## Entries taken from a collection
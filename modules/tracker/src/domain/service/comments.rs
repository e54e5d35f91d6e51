//! Comment mutations and reads.

use chrono::Utc;
use tracing::{info, instrument};
use uuid::Uuid;

use crate::contract::error::TrackerError;
use crate::contract::model::{Comment, CommentDetails, NewComment};

use super::{require_non_blank, storage_error, Service};

impl Service {
    /// Create a comment. The author is always `actor`.
    #[instrument(
        name = "tracker.service.create_comment",
        skip(self, input),
        fields(actor = %actor, task_id = %input.task_id)
    )]
    pub async fn create_comment(
        &self,
        actor: Uuid,
        input: NewComment,
    ) -> Result<CommentDetails, TrackerError> {
        info!("Creating comment");

        require_non_blank("content", &input.content)?;
        self.require_task(input.task_id).await?;
        let author = self.get_user(actor).await?;

        let comment = Comment {
            id: Uuid::new_v4(),
            task_id: input.task_id,
            author_id: actor,
            content: input.content,
            created_at: Utc::now(),
        };

        self.comments
            .insert(comment.clone())
            .await
            .map_err(storage_error)?;

        info!("Created comment id={}", comment.id);
        Ok(CommentDetails { comment, author })
    }

    /// Update a comment's content. Author and task binding are immutable.
    #[instrument(name = "tracker.service.update_comment", skip(self, content), fields(comment_id = %id))]
    pub async fn update_comment(
        &self,
        id: Uuid,
        content: String,
    ) -> Result<CommentDetails, TrackerError> {
        info!("Updating comment");

        require_non_blank("content", &content)?;
        let mut comment = self.require_comment(id).await?;
        comment.content = content;

        self.comments
            .update(comment.clone())
            .await
            .map_err(storage_error)?;

        let author = self.get_user(comment.author_id).await?;
        Ok(CommentDetails { comment, author })
    }

    #[instrument(name = "tracker.service.delete_comment", skip(self), fields(comment_id = %id))]
    pub async fn delete_comment(&self, id: Uuid) -> Result<(), TrackerError> {
        info!("Deleting comment");
        let deleted = self.comments.delete(id).await.map_err(storage_error)?;
        if !deleted {
            return Err(TrackerError::not_found("Comment", id));
        }
        Ok(())
    }

    pub async fn comment_details(&self, id: Uuid) -> Result<CommentDetails, TrackerError> {
        let comment = self.require_comment(id).await?;
        let author = self.get_user(comment.author_id).await?;
        Ok(CommentDetails { comment, author })
    }

    pub async fn list_comment_details(&self) -> Result<Vec<CommentDetails>, TrackerError> {
        let comments = self.comments.list().await.map_err(storage_error)?;
        self.assemble_comment_details(comments).await
    }

    /// All comments on a task. Read is not membership-checked; the task id
    /// itself must resolve.
    #[instrument(name = "tracker.service.task_comments", skip(self), fields(task_id = %task_id))]
    pub async fn task_comments(&self, task_id: Uuid) -> Result<Vec<CommentDetails>, TrackerError> {
        self.require_task(task_id).await?;
        let comments = self
            .comments
            .list_by_task(task_id)
            .await
            .map_err(storage_error)?;
        self.assemble_comment_details(comments).await
    }

    /// Newest comments, `created_at` descending, at most `limit`.
    #[instrument(name = "tracker.service.recent_comments", skip(self))]
    pub async fn recent_comments(&self, limit: u64) -> Result<Vec<CommentDetails>, TrackerError> {
        let comments = self.comments.recent(limit).await.map_err(storage_error)?;
        self.assemble_comment_details(comments).await
    }

    async fn require_comment(&self, id: Uuid) -> Result<Comment, TrackerError> {
        self.comments
            .find_by_id(id)
            .await
            .map_err(storage_error)?
            .ok_or_else(|| TrackerError::not_found("Comment", id))
    }
}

## ACTIVITY
Copy each line from the data above that includes "Result".

## EXPECTED ANSWER
    ) -> Result<CommentDetails, TrackerError> {
    ) -> Result<CommentDetails, TrackerError> {
    pub async fn delete_comment(&self, id: Uuid) -> Result<(), TrackerError> {
    pub async fn comment_details(&self, id: Uuid) -> Result<CommentDetails, TrackerError> {
    pub async fn list_comment_details(&self) -> Result<Vec<CommentDetails>, TrackerError> {
    pub async fn task_comments(&self, task_id: Uuid) -> Result<Vec<CommentDetails>, TrackerError> {
    pub async fn recent_comments(&self, limit: u64) -> Result<Vec<CommentDetails>, TrackerError> {
    async fn require_comment(&self, id: Uuid) -> Result<Comment, TrackerError> {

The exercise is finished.